Exercise data START
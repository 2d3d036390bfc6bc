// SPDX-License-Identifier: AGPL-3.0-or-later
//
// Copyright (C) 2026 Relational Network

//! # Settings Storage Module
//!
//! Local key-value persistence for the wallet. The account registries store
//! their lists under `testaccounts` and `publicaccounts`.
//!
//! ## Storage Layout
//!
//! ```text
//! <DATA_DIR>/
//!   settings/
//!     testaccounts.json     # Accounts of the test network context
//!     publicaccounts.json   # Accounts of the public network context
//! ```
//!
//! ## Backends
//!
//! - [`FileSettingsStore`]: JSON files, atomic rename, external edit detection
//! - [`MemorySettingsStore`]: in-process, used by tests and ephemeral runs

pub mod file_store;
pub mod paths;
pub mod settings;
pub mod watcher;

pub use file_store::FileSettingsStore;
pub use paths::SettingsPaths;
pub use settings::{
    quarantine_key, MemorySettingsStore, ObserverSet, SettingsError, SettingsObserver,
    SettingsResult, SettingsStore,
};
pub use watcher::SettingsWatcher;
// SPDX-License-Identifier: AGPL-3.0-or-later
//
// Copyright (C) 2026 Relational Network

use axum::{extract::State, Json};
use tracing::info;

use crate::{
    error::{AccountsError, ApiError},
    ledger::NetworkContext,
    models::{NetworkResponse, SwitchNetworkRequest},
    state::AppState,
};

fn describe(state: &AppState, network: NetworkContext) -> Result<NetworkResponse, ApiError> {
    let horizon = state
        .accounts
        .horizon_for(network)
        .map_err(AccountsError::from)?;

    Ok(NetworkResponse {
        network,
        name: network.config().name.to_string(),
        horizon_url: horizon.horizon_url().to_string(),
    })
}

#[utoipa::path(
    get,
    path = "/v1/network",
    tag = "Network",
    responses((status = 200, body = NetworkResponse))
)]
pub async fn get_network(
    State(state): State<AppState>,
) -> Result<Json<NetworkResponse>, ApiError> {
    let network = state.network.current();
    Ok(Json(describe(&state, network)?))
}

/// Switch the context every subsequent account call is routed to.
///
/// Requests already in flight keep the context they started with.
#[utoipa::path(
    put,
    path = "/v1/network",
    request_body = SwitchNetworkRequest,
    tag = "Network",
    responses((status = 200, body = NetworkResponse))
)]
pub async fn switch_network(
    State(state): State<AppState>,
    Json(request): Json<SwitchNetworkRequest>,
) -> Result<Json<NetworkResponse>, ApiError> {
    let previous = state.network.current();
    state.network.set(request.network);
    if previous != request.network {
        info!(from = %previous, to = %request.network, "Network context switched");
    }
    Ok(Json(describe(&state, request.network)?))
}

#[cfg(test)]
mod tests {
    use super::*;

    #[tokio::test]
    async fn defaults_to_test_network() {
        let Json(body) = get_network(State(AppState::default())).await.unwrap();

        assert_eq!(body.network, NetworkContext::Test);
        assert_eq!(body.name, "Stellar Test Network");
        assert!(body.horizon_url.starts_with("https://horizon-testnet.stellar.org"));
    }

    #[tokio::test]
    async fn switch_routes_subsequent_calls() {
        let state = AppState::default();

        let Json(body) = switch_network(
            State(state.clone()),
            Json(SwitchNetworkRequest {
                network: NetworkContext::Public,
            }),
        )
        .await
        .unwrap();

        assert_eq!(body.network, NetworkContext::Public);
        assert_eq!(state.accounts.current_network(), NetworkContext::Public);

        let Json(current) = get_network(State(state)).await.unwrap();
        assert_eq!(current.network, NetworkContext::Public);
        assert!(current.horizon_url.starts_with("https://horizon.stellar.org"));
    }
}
Exercise data END
* _Exercise_:
Retype every entry word for word.

* _Solution below_:
repository 2d3d036390bfc6bc
// SPDX-License-Identifier: AGPL-3.0-or-later
//
// Copyright (C) 2026 Relational Network

//! # Settings Storage Module
//!
//! Local key-value persistence for the wallet. The account registries store
//! their lists under `testaccounts` and `publicaccounts`.
//!
//! ## Storage Layout
//!
//! ```text
//! <DATA_DIR>/
//!   settings/
//!     testaccounts.json     # Accounts of the test network context
//!     publicaccounts.json   # Accounts of the public network context
//! ```
//!
//! ## Backends
//!
//! - [`FileSettingsStore`]: JSON files, atomic rename, external edit detection
//! - [`MemorySettingsStore`]: in-process, used by tests and ephemeral runs

pub mod file_store;
pub mod paths;
pub mod settings;
pub mod watcher;

pub use file_store::FileSettingsStore;
pub use paths::SettingsPaths;
pub use settings::{
    quarantine_key, MemorySettingsStore, ObserverSet, SettingsError, SettingsObserver,
    SettingsResult, SettingsStore,
};
pub use watcher::SettingsWatcher;
// SPDX-License-Identifier: AGPL-3.0-or-later
//
// Copyright (C) 2026 Relational Network

use axum::{extract::State, Json};
use tracing::info;

use crate::{
    error::{AccountsError, ApiError},
    ledger::NetworkContext,
    models::{NetworkResponse, SwitchNetworkRequest},
    state::AppState,
};

fn describe(state: &AppState, network: NetworkContext) -> Result<NetworkResponse, ApiError> {
    let horizon = state
        .accounts
        .horizon_for(network)
        .map_err(AccountsError::from)?;

    Ok(NetworkResponse {
        network,
        name: network.config().name.to_string(),
        horizon_url: horizon.horizon_url().to_string(),
    })
}

#[utoipa::path(
    get,
    path = "/v1/network",
    tag = "Network",
    responses((status = 200, body = NetworkResponse))
)]
pub async fn get_network(
    State(state): State<AppState>,
) -> Result<Json<NetworkResponse>, ApiError> {
    let network = state.network.current();
    Ok(Json(describe(&state, network)?))
}

/// Switch the context every subsequent account call is routed to.
///
/// Requests already in flight keep the context they started with.
#[utoipa::path(
    put,
    path = "/v1/network",
    request_body = SwitchNetworkRequest,
    tag = "Network",
    responses((status = 200, body = NetworkResponse))
)]
pub async fn switch_network(
    State(state): State<AppState>,
    Json(request): Json<SwitchNetworkRequest>,
) -> Result<Json<NetworkResponse>, ApiError> {
    let previous = state.network.current();
    state.network.set(request.network);
    if previous != request.network {
        info!(from = %previous, to = %request.network, "Network context switched");
    }
    Ok(Json(describe(&state, request.network)?))
}

#[cfg(test)]
mod tests {
    use super::*;

    #[tokio::test]
    async fn defaults_to_test_network() {
        let Json(body) = get_network(State(AppState::default())).await.unwrap();

        assert_eq!(body.network, NetworkContext::Test);
        assert_eq!(body.name, "Stellar Test Network");
        assert!(body.horizon_url.starts_with("https://horizon-testnet.stellar.org"));
    }

    #[tokio::test]
    async fn switch_routes_subsequent_calls() {
        let state = AppState::default();

        let Json(body) = switch_network(
            State(state.clone()),
            Json(SwitchNetworkRequest {
                network: NetworkContext::Public,
            }),
        )
        .await
        .unwrap();

        assert_eq!(body.network, NetworkContext::Public);
        assert_eq!(state.accounts.current_network(), NetworkContext::Public);

        let Json(current) = get_network(State(state)).await.unwrap();
        assert_eq!(current.network, NetworkContext::Public);
        assert!(current.horizon_url.starts_with("https://horizon.stellar.org"));
    }
}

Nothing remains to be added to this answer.